About Jesus - Steve (Stephen) Sweetman Doing
The Human Thing Matthew
2:13 reads: "When they had
gone, an angel of the Lord appeared to Joseph in a dream. 'Get up,' he
said, 'take the child and his mother and escape to Egypt. Stay there until I tell you, for Herod is going to search for the
child to kill him.'" Herod,
one of the most horrific tyrant rulers of the day was insanely angry.
He was hell bent on killing Jesus, so an angel told Joseph to
escape to
I
picture Joseph being both curiously amazed and fearfully confused.
Could not the Almighty Creator God who impregnated his wife, as
crazy as that sounds, protect his family from Herod?

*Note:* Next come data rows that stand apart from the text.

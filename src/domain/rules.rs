//! Cost model and calculator rules
//!
//! A cost table is indexed by level: `table[n]` is the incremental cost of
//! going from level `n - 1` to level `n`. `table[0]` is always `0`.

use std::collections::HashSet;

use crate::domain::{fold_name, positional_ref, DomainError, Kind};

pub const DEFAULT_STAT_COSTS: [u32; 7] = [0, 0, 3, 6, 9, 12, 15];
pub const DEFAULT_PERK_COSTS: [u32; 7] = [0, 1, 2, 4, 6, 8, 10];
pub const DEFAULT_LEVEL_BASE_XP: u32 = 30;
pub const DEFAULT_XP_PER_LEVEL: u32 = 6;
pub const DEFAULT_XP_CEILING: u32 = 9999;
pub const DEFAULT_MAX_CHARACTER_LEVEL: u32 = 99;
pub const DEFAULT_STAT_NAMES: [&str; 7] = [
    "Strength",
    "Perception",
    "Endurance",
    "Charisma",
    "Intelligence",
    "Agility",
    "Luck",
];

/// Per-kind incremental cost table.
#[derive(Debug, Clone, PartialEq, Eq)]
pub struct CostTable(Vec<u32>);

impl CostTable {
    pub fn new(kind: Kind, costs: Vec<u32>) -> Result<Self, DomainError> {
        match costs.first() {
            None => Err(DomainError::EmptyCostTable { kind }),
            Some(&first) if first != 0 => Err(DomainError::NonZeroBaseCost { kind, first }),
            Some(_) => Ok(Self(costs)),
        }
    }

    /// Highest level the table prices.
    pub fn max_level(&self) -> u32 {
        (self.0.len() - 1) as u32
    }

    pub fn as_slice(&self) -> &[u32] {
        &self.0
    }

    /// Cost of reaching `level` from `level - 1`.
    ///
    /// Levels past the end of the table reuse the last entry; callers keep
    /// levels bounded by `max_level`, so that branch is only a clamp.
    pub fn incremental(&self, level: u32) -> u32 {
        if level == 0 {
            return 0;
        }
        match self.0.get(level as usize) {
            Some(&cost) => cost,
            None => self.0.last().copied().unwrap_or(0),
        }
    }

    /// Sum of incremental costs for levels `base + 1 ..= current`.
    pub fn cumulative(&self, base: u32, current: u32) -> u64 {
        if current <= base {
            return 0;
        }
        (base + 1..=current)
            .map(|level| u64::from(self.incremental(level)))
            .sum()
    }
}

/// Everything the engine needs to price allocations and derive the budget.
#[derive(Debug, Clone, PartialEq, Eq)]
pub struct Rules {
    stat_costs: CostTable,
    perk_costs: CostTable,
    level_base_xp: u32,
    xp_per_level: u32,
    xp_ceiling: u32,
    max_character_level: u32,
    stat_names: Vec<String>,
}

impl Default for Rules {
    fn default() -> Self {
        Self {
            stat_costs: CostTable(DEFAULT_STAT_COSTS.to_vec()),
            perk_costs: CostTable(DEFAULT_PERK_COSTS.to_vec()),
            level_base_xp: DEFAULT_LEVEL_BASE_XP,
            xp_per_level: DEFAULT_XP_PER_LEVEL,
            xp_ceiling: DEFAULT_XP_CEILING,
            max_character_level: DEFAULT_MAX_CHARACTER_LEVEL,
            stat_names: DEFAULT_STAT_NAMES.iter().map(|s| s.to_string()).collect(),
        }
    }
}

impl Rules {
    /// Build validated rules.
    #[allow(clippy::too_many_arguments)]
    pub fn new(
        stat_costs: Vec<u32>,
        perk_costs: Vec<u32>,
        level_base_xp: u32,
        xp_per_level: u32,
        xp_ceiling: u32,
        max_character_level: u32,
        stat_names: Vec<String>,
    ) -> Result<Self, DomainError> {
        let stat_costs = CostTable::new(Kind::Stat, stat_costs)?;
        let perk_costs = CostTable::new(Kind::Perk, perk_costs)?;
        if stat_costs.0.len() != perk_costs.0.len() {
            return Err(DomainError::MismatchedCostTables {
                stat: stat_costs.0.len(),
                perk: perk_costs.0.len(),
            });
        }
        if stat_costs.max_level() < 1 {
            return Err(DomainError::NoPurchasableLevels);
        }
        if max_character_level < 1 {
            return Err(DomainError::InvalidCharacterLevel);
        }
        validate_stat_names(&stat_names)?;

        Ok(Self {
            stat_costs,
            perk_costs,
            level_base_xp,
            xp_per_level,
            xp_ceiling,
            max_character_level,
            stat_names,
        })
    }

    pub fn costs(&self, kind: Kind) -> &CostTable {
        match kind {
            Kind::Stat => &self.stat_costs,
            Kind::Perk => &self.perk_costs,
        }
    }

    /// Highest level any entry may reach.
    pub fn max_level(&self) -> u32 {
        self.stat_costs.max_level()
    }

    pub fn level_base_xp(&self) -> u32 {
        self.level_base_xp
    }

    pub fn xp_per_level(&self) -> u32 {
        self.xp_per_level
    }

    /// Upper bound of the XP pool.
    pub fn xp_ceiling(&self) -> u32 {
        self.xp_ceiling
    }

    /// Upper bound of the character level; at least 1.
    pub fn max_character_level(&self) -> u32 {
        self.max_character_level
    }

    /// Stat names in display order.
    pub fn stat_names(&self) -> &[String] {
        &self.stat_names
    }

    pub fn incremental_cost(&self, kind: Kind, level: u32) -> u32 {
        self.costs(kind).incremental(level)
    }

    pub fn cumulative_cost(&self, kind: Kind, base: u32, current: u32) -> u64 {
        self.costs(kind).cumulative(base, current)
    }

    /// Points granted by a character level.
    pub fn xp_for_level(&self, level: u32) -> u32 {
        let xp = u64::from(self.level_base_xp) + u64::from(level) * u64::from(self.xp_per_level);
        xp.min(u64::from(self.xp_ceiling)) as u32
    }
}

/// Names must be resolvable by the text front end: one word, not shaped
/// like a positional reference, unique under case folding.
fn validate_stat_names(names: &[String]) -> Result<(), DomainError> {
    let mut seen = HashSet::new();
    for name in names {
        if name.is_empty() || name.contains(char::is_whitespace) {
            return Err(DomainError::InvalidStatName(name.clone()));
        }
        if positional_ref(name).is_some() {
            return Err(DomainError::ReservedStatName(name.clone()));
        }
        if !seen.insert(fold_name(name)) {
            return Err(DomainError::DuplicateStatName(name.clone()));
        }
    }
    Ok(())
}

Joseph would have surely known that God installs rulers into
positions of power (Daniel 2:21, 4:17).
Was the universal King having trouble protecting His human Son
from an earthly tyrant? Furthermore,
why was he told to do such a human thing as running from his problem?
Where was God's protective power?
When needing divine intervention, he was simply told to escape to
Egypt. I'm
convinced that God could have struck Herod dead, but He didn't.
God could have called upon those ten thousand angels to protect
Joseph's family, but He didn't choose that option.
Instead, God told Joseph to do the human thing.
Just run for your life, was God's chosen solution.
Does that really sound like God?
As a man of faith, wouldn't running be perceived as a fearful
lack of faith? Should not a
godly person solely trust God to do the divine thing?
Despite the divine protective power of God, it appears to me that
doing the human thing in the midst of life's invasive problems is part
of God's design for our earthly existence.
In
today's Christian world, some deny a problem's existence.
They call their denial faith.
Some actually acknowledge the problem while claiming that God
will solve their problem. Others,
despite being criticized for a fear-filled lack of faith, do the human
thing as they trust God for what they cannot do. Genesis
1:26 states that God created us in a shadowy image of Himself, which
includes the capability to rationally think issues through to a sensible
conclusion. Are we not,
then, expected to use our God-given rational capacities by doing the
human thing as we trust Him for that which is beyond our capabilities?
Inherent in the creation account is the fact that God intends for
us to exist in a collaborative relationship with Himself, where both He
and us have our respective spheres of responsibilities to facilitate.
We do the human thing. He
does the divine thing. God
told Joseph to escape to a godless, immoral nation where Joseph, Mary,
and Jesus would be protected from an anti-Christ regime.
Wow, who would have ever guessed that one? It's
clear to me, then, that as Christians we are called to do the human
thing in the midst of life's problems as we trust God to do the divine
thing that is beyond our ability to do.